Cleopatra’s afkomst was Macedonisch en haar land was Egyptisch, maar ze was dus Grieks wat opvoeding en cultuur betreft. Dat ze de papyrus in het Grieks accordeerde, ligt dus voor de hand. Maar daarmee is het verhaal van dat ‘Ghinesthoi’ nog niet afgelopen. Hoe ze de autoriteit verwierf óm het te kunnen schrijven, is een verhaal op zich.
Cleopatra’s vader stierf in het jaar 51 voor het begin van onze jaartelling. Zijn testament gebood dat ze samen met haar oudste broer moest regeren. Zij was negentien, hij pas twaalf; zij had al bestuurlijke ervaring, hij niet. Maar dat maakte allemaal niet uit. Zo’n incestueus duo-koningschap was dynastieke traditie – en trouwens, een vrouw alleen aan het roer was niet wenselijk.

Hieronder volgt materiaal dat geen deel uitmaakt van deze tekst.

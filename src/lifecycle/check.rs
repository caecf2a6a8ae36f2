use std::collections::{HashMap, HashSet};

use crate::context::Workshop;
use crate::error::CoreResult;
use crate::types::{Product, Signal, SignalStatus};

/// 数据一致性问题
#[derive(Debug, Clone, PartialEq, Eq)]
pub enum Finding {
    /// 产品引用了不存在的信号
    DanglingProduct { product_id: String, signal_id: String },
    /// 同一信号被多个产品引用
    SharedSignal { signal_id: String, product_ids: Vec<String> },
    /// 信号为 `generated` 却没有产品
    GeneratedWithoutProduct { signal_id: String },
    /// 有产品但信号不是 `generated`
    ProductForUnpromotedSignal { signal_id: String, status: SignalStatus },
    /// 组装中途中断
    StuckGenerating { signal_id: String },
    /// 调研报告文件丢失
    MissingReport { signal_id: String },
    /// 重复的ID
    DuplicateId { id: String },
}

impl std::fmt::Display for Finding {
    fn fmt(&self, f: &mut std::fmt::Formatter<'_>) -> std::fmt::Result {
        match self {
            Finding::DanglingProduct { product_id, signal_id } => {
                write!(f, "product {} references missing signal {}", product_id, signal_id)
            }
            Finding::SharedSignal { signal_id, product_ids } => write!(
                f,
                "signal {} is referenced by several products: {}",
                signal_id,
                product_ids.join(", ")
            ),
            Finding::GeneratedWithoutProduct { signal_id } => {
                write!(f, "signal {} is generated but has no product", signal_id)
            }
            Finding::ProductForUnpromotedSignal { signal_id, status } => {
                write!(f, "signal {} has a product but is still `{}`", signal_id, status)
            }
            Finding::StuckGenerating { signal_id } => {
                write!(f, "signal {} was left in `generating` by an interrupted run", signal_id)
            }
            Finding::MissingReport { signal_id } => {
                write!(f, "report file of signal {} is missing", signal_id)
            }
            Finding::DuplicateId { id } => write!(f, "id {} appears more than once", id),
        }
    }
}

/// 检查信号与产品之间的约束
pub fn check_records(signals: &[Signal], products: &[Product]) -> Vec<Finding> {
    let mut findings = Vec::new();

    let mut seen = HashSet::new();
    for id in signals.iter().map(|s| &s.id).chain(products.iter().map(|p| &p.id)) {
        if !seen.insert(id.as_str()) {
            findings.push(Finding::DuplicateId { id: id.clone() });
        }
    }

    let by_id: HashMap<&str, &Signal> = signals.iter().map(|s| (s.id.as_str(), s)).collect();
    let mut products_by_signal: HashMap<&str, Vec<&Product>> = HashMap::new();
    for product in products {
        if !by_id.contains_key(product.signal_id.as_str()) {
            findings.push(Finding::DanglingProduct {
                product_id: product.id.clone(),
                signal_id: product.signal_id.clone(),
            });
        }
        products_by_signal
            .entry(product.signal_id.as_str())
            .or_default()
            .push(product);
    }

    for signal in signals {
        let attached = products_by_signal.get(signal.id.as_str());
        match (signal.status, attached) {
            (SignalStatus::Generated, None) => findings.push(Finding::GeneratedWithoutProduct {
                signal_id: signal.id.clone(),
            }),
            (SignalStatus::Generated, Some(_)) => {}
            (status, Some(_)) => findings.push(Finding::ProductForUnpromotedSignal {
                signal_id: signal.id.clone(),
                status,
            }),
            (SignalStatus::Generating, None) => findings.push(Finding::StuckGenerating {
                signal_id: signal.id.clone(),
            }),
            _ => {}
        }

        if let Some(attached) = attached
            && attached.len() > 1
        {
            findings.push(Finding::SharedSignal {
                signal_id: signal.id.clone(),
                product_ids: attached.iter().map(|p| p.id.clone()).collect(),
            });
        }

        if !signal.report_file.is_file() {
            findings.push(Finding::MissingReport {
                signal_id: signal.id.clone(),
            });
        }
    }

    findings
}

impl Workshop {
    /// 加载两份数据并做一致性检查
    pub fn check(&self) -> CoreResult<Vec<Finding>> {
        let signals = self.load_signals()?;
        let products = self.list_products()?;
        Ok(check_records(&signals, &products))
    }
}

De bedoeling was dus dat ze co-farao werd, maar het had niet veel gescheeld of ze was helemaal geen farao geweest. Dat lag aan een machtige hofkliek die een kans rook om nog machtiger te worden: stel dat Cleopatra weg was, dan bleef alleen een jong, onervaren en dus beïnvloedbaar jongetje over. Dus werd Cleopatra met militair geweld verdreven.

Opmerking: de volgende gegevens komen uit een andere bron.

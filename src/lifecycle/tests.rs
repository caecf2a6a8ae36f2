use anyhow::{Result, anyhow};
use async_trait::async_trait;
use serde_json::json;
use std::fs;
use std::path::Path;
use std::sync::Mutex;
use tempfile::TempDir;

use super::*;
use crate::catalog::ProductType;
use crate::config::Config;
use crate::error::AutopreneurError;
use crate::oracle::{ContentGenerator, ResearchOracle};
use crate::render::Renderer;
use crate::store::{MemoryStore, RecordStore};
use crate::types::{ArtifactKind, ArtifactSet, Payload, Product};

struct StubResearch {
    score: Option<u8>,
    fail: bool,
}

#[async_trait]
impl ResearchOracle for StubResearch {
    async fn research(&self, topic: &str) -> Result<String> {
        if self.fail {
            return Err(anyhow!("research backend unavailable"));
        }
        Ok(format!("# Report\n\nDemand for {} is rising.", topic))
    }

    async fn score(&self, _report: &str) -> Result<Option<u8>> {
        Ok(self.score)
    }
}

struct StubGenerator {
    payload: Option<Payload>,
}

#[async_trait]
impl ContentGenerator for StubGenerator {
    async fn generate(&self, _topic: &str, _product_type: ProductType) -> Result<Payload> {
        self.payload.clone().ok_or_else(|| anyhow!("model timed out"))
    }
}

struct JsonOnlyRenderer;

impl Renderer for JsonOnlyRenderer {
    fn render(&self, product_type: ProductType, payload: &Payload, out_dir: &Path) -> ArtifactSet {
        let path = out_dir.join(format!("{}_data.json", product_type));
        fs::write(&path, serde_json::to_string(payload).unwrap()).unwrap();
        ArtifactSet::from([(ArtifactKind::Json, path)])
    }
}

struct ReadOnlyStore;

impl RecordStore<Product> for ReadOnlyStore {
    fn load(&self) -> Result<Vec<Product>> {
        Ok(Vec::new())
    }

    fn save(&self, _records: &[Product]) -> Result<()> {
        Err(anyhow!("disk full"))
    }
}

struct LimitedSaves {
    inner: MemoryStore<Signal>,
    remaining: Mutex<usize>,
}

impl RecordStore<Signal> for LimitedSaves {
    fn load(&self) -> Result<Vec<Signal>> {
        self.inner.load()
    }

    fn save(&self, records: &[Signal]) -> Result<()> {
        let mut remaining = self.remaining.lock().unwrap();
        if *remaining == 0 {
            return Err(anyhow!("read-only file system"));
        }
        *remaining -= 1;
        self.inner.save(records)
    }
}

fn caption_payload() -> Payload {
    json!({
        "name": "Ramadan Caption Bank",
        "description": "30 captions for a muslim fashion store",
        "captions": [
            {"day": 1, "text": "Marhaban ya Ramadan", "hashtags": "#ramadan"},
            {"day": 2, "text": "Outfit buka bersama", "hashtags": "#ootd"}
        ]
    })
    .as_object()
    .cloned()
    .unwrap()
}

fn config_in(dir: &TempDir) -> Config {
    Config {
        db_dir: dir.path().join("db"),
        products_dir: dir.path().join("products"),
        templates_dir: dir.path().join("templates"),
        ..Config::default()
    }
}

fn workshop(dir: &TempDir, score: Option<u8>, payload: Option<Payload>) -> Workshop {
    Workshop {
        config: config_in(dir),
        signals: Box::new(MemoryStore::new()),
        products: Box::new(MemoryStore::new()),
        research: Box::new(StubResearch { score, fail: false }),
        generator: Box::new(StubGenerator { payload }),
        renderer: Box::new(JsonOnlyRenderer),
    }
}

#[tokio::test]
async fn test_create_signal_stores_report_and_new_status() {
    let dir = TempDir::new().unwrap();
    let workshop = workshop(&dir, Some(72), None);

    let signal = workshop.create_signal("  template invoice UMKM  ").await.unwrap();

    assert_eq!(signal.topic, "template invoice UMKM");
    assert_eq!(signal.score, 72);
    assert_eq!(signal.status, SignalStatus::New);
    assert_eq!(signal.id.len(), 8);
    assert_eq!(signal.report_file, dir.path().join("db").join(format!("report_{}.md", signal.id)));
    assert!(fs::read_to_string(&signal.report_file).unwrap().contains("template invoice UMKM"));
    assert_eq!(workshop.list_signals().unwrap(), vec![signal]);
}

#[tokio::test]
async fn test_empty_topic_is_rejected_without_writes() {
    let dir = TempDir::new().unwrap();
    let workshop = workshop(&dir, Some(72), None);

    for topic in ["", "   ", "\n\t"] {
        let err = workshop.create_signal(topic).await.unwrap_err();
        assert!(matches!(err, AutopreneurError::EmptyTopic));
        assert!(err.is_input_error());
    }
    assert!(workshop.list_signals().unwrap().is_empty());
    assert!(!dir.path().join("db").exists());
}

#[tokio::test]
async fn test_unparsable_score_uses_fallback() {
    let dir = TempDir::new().unwrap();
    let mut workshop = workshop(&dir, None, None);

    let signal = workshop.create_signal("kaos sablon").await.unwrap();
    assert_eq!(signal.score, 50);

    workshop.config.score_fallback = 0;
    let signal = workshop.create_signal("kaos polos").await.unwrap();
    assert_eq!(signal.score, 0);
}

#[tokio::test]
async fn test_research_failure_creates_nothing() {
    let dir = TempDir::new().unwrap();
    let mut workshop = workshop(&dir, Some(80), None);
    workshop.research = Box::new(StubResearch { score: Some(80), fail: true });

    let err = workshop.create_signal("hampers lebaran").await.unwrap_err();

    assert!(matches!(err, AutopreneurError::Oracle(_)));
    assert!(workshop.list_signals().unwrap().is_empty());
}

#[tokio::test]
async fn test_assemble_promotes_signal() {
    let dir = TempDir::new().unwrap();
    let workshop = workshop(&dir, Some(85), Some(caption_payload()));
    let signal = workshop.create_signal("kalender konten ramadan").await.unwrap();

    let product = workshop
        .assemble_product(&signal.id, ProductType::CaptionBank)
        .await
        .unwrap();

    assert!(product.id.starts_with("prod_"));
    assert_eq!(product.signal_id, signal.id);
    assert_eq!(product.name, "Ramadan Caption Bank");
    assert_eq!(product.product_type, Some(ProductType::CaptionBank));
    assert!(product.files[&ArtifactKind::Json].is_file());
    assert_eq!(workshop.find_signal(&signal.id).unwrap().status, SignalStatus::Generated);
    assert_eq!(workshop.list_products().unwrap(), vec![product.clone()]);

    let again = workshop
        .assemble_product(&signal.id, ProductType::CaptionBank)
        .await
        .unwrap_err();
    assert!(matches!(
        again,
        AutopreneurError::AlreadyHasProduct { ref product_id, .. } if *product_id == product.id
    ));
    assert_eq!(workshop.list_products().unwrap().len(), 1);
}

#[tokio::test]
async fn test_generator_failure_marks_signal_failed() {
    let dir = TempDir::new().unwrap();
    let workshop = workshop(&dir, Some(85), None);
    let signal = workshop.create_signal("kalender konten ramadan").await.unwrap();

    let err = workshop
        .assemble_product(&signal.id, ProductType::CaptionBank)
        .await
        .unwrap_err();

    assert!(matches!(err, AutopreneurError::Oracle(_)));
    assert!(workshop.list_products().unwrap().is_empty());
    assert_eq!(workshop.find_signal(&signal.id).unwrap().status, SignalStatus::Failed);
    assert!(workshop.pick_signal(SelectionMode::Auto).unwrap().is_none());

    let reset = workshop.reset_signal(&signal.id).unwrap();
    assert_eq!(reset.status, SignalStatus::New);
    assert_eq!(
        workshop.pick_signal(SelectionMode::Auto).unwrap().map(|s| s.id),
        Some(signal.id)
    );
}

#[tokio::test]
async fn test_missing_fields_stores_no_product() {
    let dir = TempDir::new().unwrap();
    let mut payload = caption_payload();
    payload.remove("captions");
    payload.remove("description");
    let workshop = workshop(&dir, Some(85), Some(payload));
    let signal = workshop.create_signal("caption jualan").await.unwrap();

    let err = workshop
        .assemble_product(&signal.id, ProductType::CaptionBank)
        .await
        .unwrap_err();

    match err {
        AutopreneurError::MissingFields { product_type, fields } => {
            assert_eq!(product_type, "caption_bank");
            assert_eq!(fields, vec!["description".to_string(), "captions".to_string()]);
        }
        other => panic!("unexpected error: {}", other),
    }
    assert!(workshop.list_products().unwrap().is_empty());
    assert_eq!(workshop.find_signal(&signal.id).unwrap().status, SignalStatus::Failed);
    assert!(!dir.path().join("products").exists());
}

#[tokio::test]
async fn test_product_save_failure_marks_signal_failed() {
    let dir = TempDir::new().unwrap();
    let mut workshop = workshop(&dir, Some(85), Some(caption_payload()));
    workshop.products = Box::new(ReadOnlyStore);
    let signal = workshop.create_signal("caption jualan").await.unwrap();

    let err = workshop
        .assemble_product(&signal.id, ProductType::CaptionBank)
        .await
        .unwrap_err();

    assert!(matches!(err, AutopreneurError::Storage(_)));
    assert_eq!(workshop.find_signal(&signal.id).unwrap().status, SignalStatus::Failed);
    let leftovers = fs::read_dir(dir.path().join("products")).unwrap().count();
    assert_eq!(leftovers, 0);
}

#[tokio::test]
async fn test_promotion_failure_names_the_stored_product() {
    let dir = TempDir::new().unwrap();
    let mut workshop = workshop(&dir, Some(85), Some(caption_payload()));
    let signal = workshop.create_signal("caption jualan").await.unwrap();
    // 允许 `new -> generating` 写入一次，之后的写入全部失败
    workshop.signals = Box::new(LimitedSaves {
        inner: MemoryStore::with_records(workshop.list_signals().unwrap()),
        remaining: Mutex::new(1),
    });

    let err = workshop
        .assemble_product(&signal.id, ProductType::CaptionBank)
        .await
        .unwrap_err();

    let products = workshop.list_products().unwrap();
    assert_eq!(products.len(), 1);
    assert!(matches!(err, AutopreneurError::Storage(_)));
    assert!(err.to_string().contains(&products[0].id));
    assert_eq!(workshop.find_signal(&signal.id).unwrap().status, SignalStatus::Generating);
    assert!(matches!(
        workshop.check().unwrap().as_slice(),
        [Finding::ProductForUnpromotedSignal { status: SignalStatus::Generating, .. }]
    ));
}

#[tokio::test]
async fn test_assemble_requires_new_signal() {
    let dir = TempDir::new().unwrap();
    let workshop = workshop(&dir, Some(85), None);
    let signal = workshop.create_signal("caption jualan").await.unwrap();
    let _ = workshop.assemble_product(&signal.id, ProductType::CaptionBank).await;

    let err = workshop
        .assemble_product(&signal.id, ProductType::CaptionBank)
        .await
        .unwrap_err();
    assert!(matches!(
        err,
        AutopreneurError::InvalidTransition {
            from: SignalStatus::Failed,
            to: SignalStatus::Generating,
            ..
        }
    ));

    let err = workshop
        .assemble_product("deadbeef", ProductType::CaptionBank)
        .await
        .unwrap_err();
    assert!(matches!(err, AutopreneurError::SignalNotFound(_)));
}

#[tokio::test]
async fn test_summary_counts_statuses() {
    let dir = TempDir::new().unwrap();
    let workshop = workshop(&dir, Some(60), Some(caption_payload()));
    let first = workshop.create_signal("satu").await.unwrap();
    workshop.create_signal("dua").await.unwrap();
    let third = workshop.create_signal("tiga").await.unwrap();

    workshop
        .assemble_product(&first.id, ProductType::CaptionBank)
        .await
        .unwrap();
    workshop.begin_generation(&third.id).unwrap();
    workshop.fail_generation(&third.id).unwrap();

    let summary = workshop.summary().unwrap();
    assert_eq!(
        summary,
        Summary {
            signals: 3,
            new: 1,
            generating: 0,
            generated: 1,
            failed: 1,
            products: 1,
        }
    );
    assert!(workshop.check().unwrap().is_empty());
}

En zo zou ze zachtjes uit de geschiedenis zijn verdwenen nog voordat ze er echt in aanwezig was. Maar op dit cruciale moment kwam Julius Caesar in het spel.

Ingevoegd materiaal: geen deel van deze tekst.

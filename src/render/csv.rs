use anyhow::{Result, anyhow};
use serde_json::Value;

use crate::catalog::CsvTable;
use crate::types::Payload;

fn cell(value: Option<&Value>) -> String {
    match value {
        None | Some(Value::Null) => String::new(),
        Some(Value::String(s)) => s.clone(),
        Some(Value::Array(items)) => items
            .iter()
            .map(|item| match item {
                Value::String(s) => s.clone(),
                other => other.to_string(),
            })
            .collect::<Vec<_>>()
            .join(" "),
        Some(other) => other.to_string(),
    }
}

fn escape(field: &str) -> String {
    if field.contains([',', '"', '\n', '\r']) {
        format!("\"{}\"", field.replace('"', "\"\""))
    } else {
        field.to_string()
    }
}

/// 把payload中的表格字段导出为CSV文本（含表头）
pub fn to_csv(table: &CsvTable, payload: &Payload) -> Result<String> {
    let rows = payload
        .get(table.field)
        .and_then(Value::as_array)
        .ok_or_else(|| anyhow!("field `{}` is not an array", table.field))?;

    let mut out = String::new();
    out.push_str(&table.columns.join(","));
    out.push_str("\r\n");

    for row in rows {
        let object = row
            .as_object()
            .ok_or_else(|| anyhow!("rows of `{}` must be objects", table.field))?;
        let line = table
            .columns
            .iter()
            .map(|column| escape(&cell(object.get(*column))))
            .collect::<Vec<_>>()
            .join(",");
        out.push_str(&line);
        out.push_str("\r\n");
    }

    Ok(out)
}

#[cfg(test)]
mod tests {
    use super::*;
    use crate::catalog::ProductType;
    use serde_json::json;

    fn payload(value: Value) -> Payload {
        value.as_object().cloned().unwrap()
    }

    #[test]
    fn test_caption_rows() {
        let table = ProductType::CaptionBank.csv_table().unwrap();
        let data = payload(json!({
            "captions": [
                {"day": 1, "text": "Kopi pagi, semangat pagi", "hashtags": ["#kopi", "#pagi"]},
                {"day": 2, "text": "Katanya \"enak\"", "hashtags": []}
            ]
        }));

        let csv = to_csv(&table, &data).unwrap();
        let lines: Vec<&str> = csv.split("\r\n").collect();

        assert_eq!(lines[0], "day,text,hashtags");
        assert_eq!(lines[1], "1,\"Kopi pagi, semangat pagi\",#kopi #pagi");
        assert_eq!(lines[2], "2,\"Katanya \"\"enak\"\"\",");
        assert_eq!(lines[3], "");
    }

    #[test]
    fn test_missing_columns_are_blank() {
        let table = ProductType::CaptionBank.csv_table().unwrap();
        let data = payload(json!({"captions": [{"text": "hanya teks"}]}));

        let csv = to_csv(&table, &data).unwrap();
        assert!(csv.contains("\r\n,hanya teks,\r\n"));
    }

    #[test]
    fn test_non_array_field_is_an_error() {
        let table = ProductType::CaptionBank.csv_table().unwrap();

        assert!(to_csv(&table, &payload(json!({"captions": "oops"}))).is_err());
        assert!(to_csv(&table, &payload(json!({}))).is_err());
        assert!(to_csv(&table, &payload(json!({"captions": [1, 2]}))).is_err());
    }
}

De bemoeienis van Rome met Egypte was al eerder begonnen. De opkomende grootmacht breidde zijn invloedssfeer steeds verder uit, en een stevige grip op de grote graanleverancier Egypte was van groot belang. Onder Cleopatra’s vader was het lot van Egypte zelfs zo met Rome verknoopt geraakt dat Julius Caesar zich zonder meer kon opwerpen als bemiddelaar in de opvolgingsstrijd.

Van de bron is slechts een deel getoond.